I have a news monitoring app that’s customized to do what I want it to, and to be flexible so that I can change its behaviour as and when I like. It feeds me selected news, from selected sources, on selected topics (keywords, tags, metadata). I don’t watch television or read newspapers, except the local Bali papers, to see what’s up in the ‘hood, and to observe who’s spinning which stories in what way. That’s always interesting.

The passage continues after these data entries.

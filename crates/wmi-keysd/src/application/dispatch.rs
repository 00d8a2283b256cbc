//! EventDispatcher: turns WMI key events into camera toggles and shortcuts.
//!
//! # Dispatch table
//!
//! | Code | Camera available | Action                         |
//! |------|------------------|--------------------------------|
//! | 133  | yes              | [`CameraPower::toggle`]        |
//! | 133  | no               | Shift+Meta+R on the sink       |
//! | 134  | either           | Shift+Meta+T on the sink       |
//! | any other | either      | nothing                        |
//!
//! The list of recognised codes is deliberately closed.  Every other WMI
//! hotkey is left to the platform driver.
//!
//! # Polling model
//!
//! The key source is non-blocking.  [`EventDispatcher::run_until`] drains it
//! on a fixed interval until the shutdown future resolves; the interval bounds
//! both CPU use and worst-case key-to-action latency.  Events are handled in
//! the order the kernel queued them, one at a time.

use std::future::Future;
use std::io;
use std::path::PathBuf;
use std::time::Duration;

use thiserror::Error;
use tokio::time::MissedTickBehavior;
use tracing::{debug, info, trace, warn};
use wmi_keys_core::{CameraUnavailable, KeyEvent, SyntheticCombo, WmiKey};

// ── Errors ────────────────────────────────────────────────────────────────────

/// Error type for the real key event source.
#[derive(Debug, Error)]
pub enum SourceError {
    #[error("failed to open WMI keyboard {path}: {source}")]
    Open {
        path: PathBuf,
        #[source]
        source: io::Error,
    },
    #[error("failed to make WMI keyboard {path} non-blocking: {source}")]
    NonBlocking {
        path: PathBuf,
        #[source]
        source: io::Error,
    },
    #[error("failed to grab WMI keyboard {path}: {source}")]
    Grab {
        path: PathBuf,
        #[source]
        source: io::Error,
    },
    #[error("failed to read WMI keyboard events: {0}")]
    Read(#[source] io::Error),
}

/// Error type for camera power writes.
#[derive(Debug, Error)]
pub enum CameraError {
    #[error("failed to write camera configuration value to {path}: {source}")]
    Write {
        path: PathBuf,
        #[source]
        source: io::Error,
    },
}

/// Error type for synthetic key sends.
#[derive(Debug, Error)]
pub enum SendError {
    /// The virtual device was momentarily unable to take the event.
    #[error("virtual keyboard temporarily unavailable: {0}")]
    Transient(#[source] io::Error),
    /// Any other write failure.
    #[error("virtual keyboard write failed: {0}")]
    Device(#[source] io::Error),
}

// ── Ports ─────────────────────────────────────────────────────────────────────

/// Source of WMI key events.
#[cfg_attr(test, mockall::automock)]
pub trait KeyEventSource {
    /// Returns every event queued right now, in kernel order.
    ///
    /// Returns an empty `Vec` when nothing is pending; it never blocks.
    ///
    /// # Errors
    ///
    /// Returns [`SourceError::Read`] if the device read fails for a reason
    /// other than "no data yet".
    fn events(&mut self) -> Result<Vec<KeyEvent>, SourceError>;
}

/// Webcam power switch.
#[cfg_attr(test, mockall::automock)]
pub trait CameraPower {
    /// Inverts the webcam's power state and returns the new state
    /// (`true` = powered).
    ///
    /// Not idempotent: call exactly once per camera-key event.
    ///
    /// # Errors
    ///
    /// Returns [`CameraError`] if the state could not be written; the
    /// recorded state is left unchanged in that case.
    fn toggle(&mut self) -> Result<bool, CameraError>;
}

/// Virtual keyboard that can play a [`SyntheticCombo`].
#[cfg_attr(test, mockall::automock)]
pub trait ShortcutSink {
    /// Sends every step of `combo`, each followed by a synchronisation report.
    ///
    /// # Errors
    ///
    /// Returns [`SendError`] if the virtual device rejects a write.  The
    /// caller drops the combo; there is no retry.
    fn emit_combo(&mut self, combo: &SyntheticCombo) -> Result<(), SendError>;
}

/// Whether the camera key can toggle a webcam this run.
#[derive(Debug)]
pub enum CameraSupport<C> {
    Available(C),
    Unavailable(CameraUnavailable),
}

impl<C> CameraSupport<C> {
    pub fn is_available(&self) -> bool {
        matches!(self, CameraSupport::Available(_))
    }
}

/// What the dispatcher did with one event.
#[derive(Debug, Clone, Copy, PartialEq, Eq)]
pub enum Dispatched {
    CameraToggled { powered: bool },
    ToggleFailed,
    ComboSent(WmiKey),
    ComboDropped(WmiKey),
    Ignored,
}

// ── Dispatcher ────────────────────────────────────────────────────────────────

/// The main loop's state: one key source, the camera, and the shortcut sink.
pub struct EventDispatcher<K, C, S> {
    source: K,
    camera: CameraSupport<C>,
    sink: S,
    camera_fallback: SyntheticCombo,
    utility: SyntheticCombo,
}

impl<K, C, S> EventDispatcher<K, C, S>
where
    K: KeyEventSource,
    C: CameraPower,
    S: ShortcutSink,
{
    pub fn new(source: K, camera: CameraSupport<C>, sink: S) -> Self {
        Self {
            source,
            camera,
            sink,
            camera_fallback: SyntheticCombo::camera_fallback(),
            utility: SyntheticCombo::utility(),
        }
    }

    pub fn source(&self) -> &K {
        &self.source
    }

    pub fn camera(&self) -> &CameraSupport<C> {
        &self.camera
    }

    pub fn sink(&self) -> &S {
        &self.sink
    }

    /// Handles a single event.
    pub fn handle(&mut self, event: KeyEvent) -> Dispatched {
        match event.classify() {
            Some(WmiKey::Camera) => match &mut self.camera {
                CameraSupport::Available(camera) => match camera.toggle() {
                    Ok(powered) => {
                        info!("camera {}", if powered { "powered on" } else { "powered off" });
                        Dispatched::CameraToggled { powered }
                    }
                    Err(e) => {
                        warn!("camera toggle failed: {e}");
                        Dispatched::ToggleFailed
                    }
                },
                CameraSupport::Unavailable(_) => {
                    send_combo(&mut self.sink, WmiKey::Camera, &self.camera_fallback)
                }
            },
            Some(WmiKey::Utility) => send_combo(&mut self.sink, WmiKey::Utility, &self.utility),
            None => {
                trace!("ignoring WMI code {}", event.code);
                Dispatched::Ignored
            }
        }
    }

    /// Drains the source once and handles every pending event in order.
    ///
    /// Returns the number of events drained.
    ///
    /// # Errors
    ///
    /// Propagates [`SourceError`] from the key source.
    pub fn poll_once(&mut self) -> Result<usize, SourceError> {
        let events = self.source.events()?;
        for event in &events {
            self.handle(*event);
        }
        Ok(events.len())
    }

    /// Polls every `poll_interval` until `shutdown` completes.
    ///
    /// # Errors
    ///
    /// Returns the first [`SourceError`]; a read failure on the grabbed
    /// device means it is gone and the loop cannot continue.
    pub async fn run_until<F>(&mut self, poll_interval: Duration, shutdown: F) -> Result<(), SourceError>
    where
        F: Future<Output = ()>,
    {
        let mut ticker = tokio::time::interval(poll_interval);
        ticker.set_missed_tick_behavior(MissedTickBehavior::Delay);
        tokio::pin!(shutdown);

        loop {
            tokio::select! {
                _ = &mut shutdown => {
                    debug!("dispatcher stopping");
                    return Ok(());
                }
                _ = ticker.tick() => {
                    self.poll_once()?;
                }
            }
        }
    }
}

/// Sends `combo` and applies the drop-and-continue policy to failures.
fn send_combo<S: ShortcutSink>(sink: &mut S, key: WmiKey, combo: &SyntheticCombo) -> Dispatched {
    match sink.emit_combo(combo) {
        Ok(()) => {
            debug!("{key:?} key: shortcut sent");
            Dispatched::ComboSent(key)
        }
        Err(SendError::Transient(e)) => {
            debug!("{key:?} key: shortcut dropped, device busy: {e}");
            Dispatched::ComboDropped(key)
        }
        Err(e @ SendError::Device(_)) => {
            warn!("{key:?} key: shortcut dropped: {e}");
            Dispatched::ComboDropped(key)
        }
    }
}

// ── Tests ─────────────────────────────────────────────────────────────────────

#[cfg(test)]
mod tests {
    use super::*;
    use wmi_keys_core::UsbIdentity;

    fn unavailable() -> CameraSupport<MockCameraPower> {
        CameraSupport::Unavailable(CameraUnavailable::NotFound(UsbIdentity::new("13d3", "56bb")))
    }

    fn idle_source() -> MockKeyEventSource {
        let mut source = MockKeyEventSource::new();
        source.expect_events().returning(|| Ok(Vec::new()));
        source
    }

    // ── Camera key ────────────────────────────────────────────────────────────

    #[test]
    fn test_camera_key_with_camera_toggles_and_never_emits() {
        // Arrange
        let mut camera = MockCameraPower::new();
        camera.expect_toggle().times(1).returning(|| Ok(false));
        let mut sink = MockShortcutSink::new();
        sink.expect_emit_combo().times(0);
        let mut dispatcher =
            EventDispatcher::new(idle_source(), CameraSupport::Available(camera), sink);

        // Act
        let outcome = dispatcher.handle(KeyEvent::new(133));

        // Assert
        assert_eq!(outcome, Dispatched::CameraToggled { powered: false });
    }

    #[test]
    fn test_camera_key_without_camera_emits_shift_meta_r() {
        // Arrange
        let mut sink = MockShortcutSink::new();
        sink.expect_emit_combo()
            .withf(|combo| *combo == SyntheticCombo::camera_fallback())
            .times(1)
            .returning(|_| Ok(()));
        let mut dispatcher = EventDispatcher::new(idle_source(), unavailable(), sink);

        // Act
        let outcome = dispatcher.handle(KeyEvent::new(133));

        // Assert
        assert_eq!(outcome, Dispatched::ComboSent(WmiKey::Camera));
    }

    #[test]
    fn test_camera_toggle_failure_is_reported_not_fatal() {
        let mut camera = MockCameraPower::new();
        camera.expect_toggle().times(1).returning(|| {
            Err(CameraError::Write {
                path: PathBuf::from("/sys/bus/usb/devices/1-5/bConfigurationValue"),
                source: io::Error::from(io::ErrorKind::PermissionDenied),
            })
        });
        let mut sink = MockShortcutSink::new();
        sink.expect_emit_combo().times(0);
        let mut dispatcher =
            EventDispatcher::new(idle_source(), CameraSupport::Available(camera), sink);

        assert_eq!(dispatcher.handle(KeyEvent::new(133)), Dispatched::ToggleFailed);
    }

    // ── Utility key ───────────────────────────────────────────────────────────

    #[test]
    fn test_utility_key_emits_shift_meta_t_even_with_camera() {
        // Arrange
        let mut camera = MockCameraPower::new();
        camera.expect_toggle().times(0);
        let mut sink = MockShortcutSink::new();
        sink.expect_emit_combo()
            .withf(|combo| *combo == SyntheticCombo::utility())
            .times(1)
            .returning(|_| Ok(()));
        let mut dispatcher =
            EventDispatcher::new(idle_source(), CameraSupport::Available(camera), sink);

        // Act / Assert
        assert_eq!(dispatcher.handle(KeyEvent::new(134)), Dispatched::ComboSent(WmiKey::Utility));
    }

    #[test]
    fn test_transient_send_failure_drops_combo() {
        let mut sink = MockShortcutSink::new();
        sink.expect_emit_combo()
            .times(1)
            .returning(|_| Err(SendError::Transient(io::Error::from(io::ErrorKind::WouldBlock))));
        let mut dispatcher = EventDispatcher::new(idle_source(), unavailable(), sink);

        assert_eq!(dispatcher.handle(KeyEvent::new(134)), Dispatched::ComboDropped(WmiKey::Utility));
    }

    #[test]
    fn test_device_send_failure_drops_combo() {
        let mut sink = MockShortcutSink::new();
        sink.expect_emit_combo()
            .times(1)
            .returning(|_| Err(SendError::Device(io::Error::from(io::ErrorKind::BrokenPipe))));
        let mut dispatcher = EventDispatcher::new(idle_source(), unavailable(), sink);

        assert_eq!(dispatcher.handle(KeyEvent::new(133)), Dispatched::ComboDropped(WmiKey::Camera));
    }

    // ── Other codes ───────────────────────────────────────────────────────────

    #[test]
    fn test_unrecognised_codes_touch_neither_camera_nor_sink() {
        // Arrange
        let mut camera = MockCameraPower::new();
        camera.expect_toggle().times(0);
        let mut sink = MockShortcutSink::new();
        sink.expect_emit_combo().times(0);
        let mut dispatcher =
            EventDispatcher::new(idle_source(), CameraSupport::Available(camera), sink);

        // Act / Assert
        for code in [0, 1, 107, 132, 135, 197] {
            assert_eq!(dispatcher.handle(KeyEvent::new(code)), Dispatched::Ignored);
        }
    }

    // ── Polling ───────────────────────────────────────────────────────────────

    #[test]
    fn test_poll_once_handles_events_in_queue_order() {
        // Arrange: utility then camera in one drain
        let mut source = MockKeyEventSource::new();
        source
            .expect_events()
            .times(1)
            .returning(|| Ok(vec![KeyEvent::new(134), KeyEvent::new(133)]));
        let mut seq = mockall::Sequence::new();
        let mut sink = MockShortcutSink::new();
        sink.expect_emit_combo()
            .withf(|c| *c == SyntheticCombo::utility())
            .times(1)
            .in_sequence(&mut seq)
            .returning(|_| Ok(()));
        sink.expect_emit_combo()
            .withf(|c| *c == SyntheticCombo::camera_fallback())
            .times(1)
            .in_sequence(&mut seq)
            .returning(|_| Ok(()));
        let mut dispatcher = EventDispatcher::new(source, unavailable(), sink);

        // Act
        let drained = dispatcher.poll_once().unwrap();

        // Assert
        assert_eq!(drained, 2);
    }

    #[test]
    fn test_poll_once_propagates_read_error() {
        let mut source = MockKeyEventSource::new();
        source
            .expect_events()
            .returning(|| Err(SourceError::Read(io::Error::from_raw_os_error(libc::ENODEV))));
        let mut dispatcher = EventDispatcher::new(source, unavailable(), MockShortcutSink::new());

        assert!(matches!(dispatcher.poll_once(), Err(SourceError::Read(_))));
    }

    #[tokio::test]
    async fn test_run_until_returns_when_shutdown_completes() {
        // Arrange
        let mut dispatcher =
            EventDispatcher::new(idle_source(), unavailable(), MockShortcutSink::new());

        // Act
        let result = dispatcher
            .run_until(Duration::from_millis(5), tokio::time::sleep(Duration::from_millis(30)))
            .await;

        // Assert
        assert!(result.is_ok());
    }

    #[tokio::test]
    async fn test_run_until_stops_on_read_error() {
        let mut source = MockKeyEventSource::new();
        source
            .expect_events()
            .returning(|| Err(SourceError::Read(io::Error::from_raw_os_error(libc::ENODEV))));
        let mut dispatcher = EventDispatcher::new(source, unavailable(), MockShortcutSink::new());

        let result = dispatcher
            .run_until(Duration::from_millis(5), std::future::pending::<()>())
            .await;

        assert!(matches!(result, Err(SourceError::Read(_))));
    }
}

Even with my filtered news, the general global news does rear its ugly heads. And it has many heads, like the demon Azazel of Abrahamic Religions (Islam, Judaism, Christianity, and friends). This entity is known as עֲזָאזֵל in Hebrew, and عَزازِيل in Arabic, in case that interests you.

Revelation 13 Azazel

In the extra-canonical text, The Apocalypse of Abraham, Azazel is described as having seven heads, fourteen faces, “hands and feet like a man’s, and on his back six wings on the right and six on the left.” In Islam, Azazel is said to be the original name of Iblis (Satan), and this beast is described as looking like a leopard, with seven heads and feet like a bear. Whatever his zoologistic specifics may be, we see Azazel often in the annals of mythology, sometimes taking a bow with a grand flourish in popular culture and literature, notably in Bulgakov’s sublime novel, The Master and Margarita, which I can’t recommend highly enough. Read it if you haven’t yet.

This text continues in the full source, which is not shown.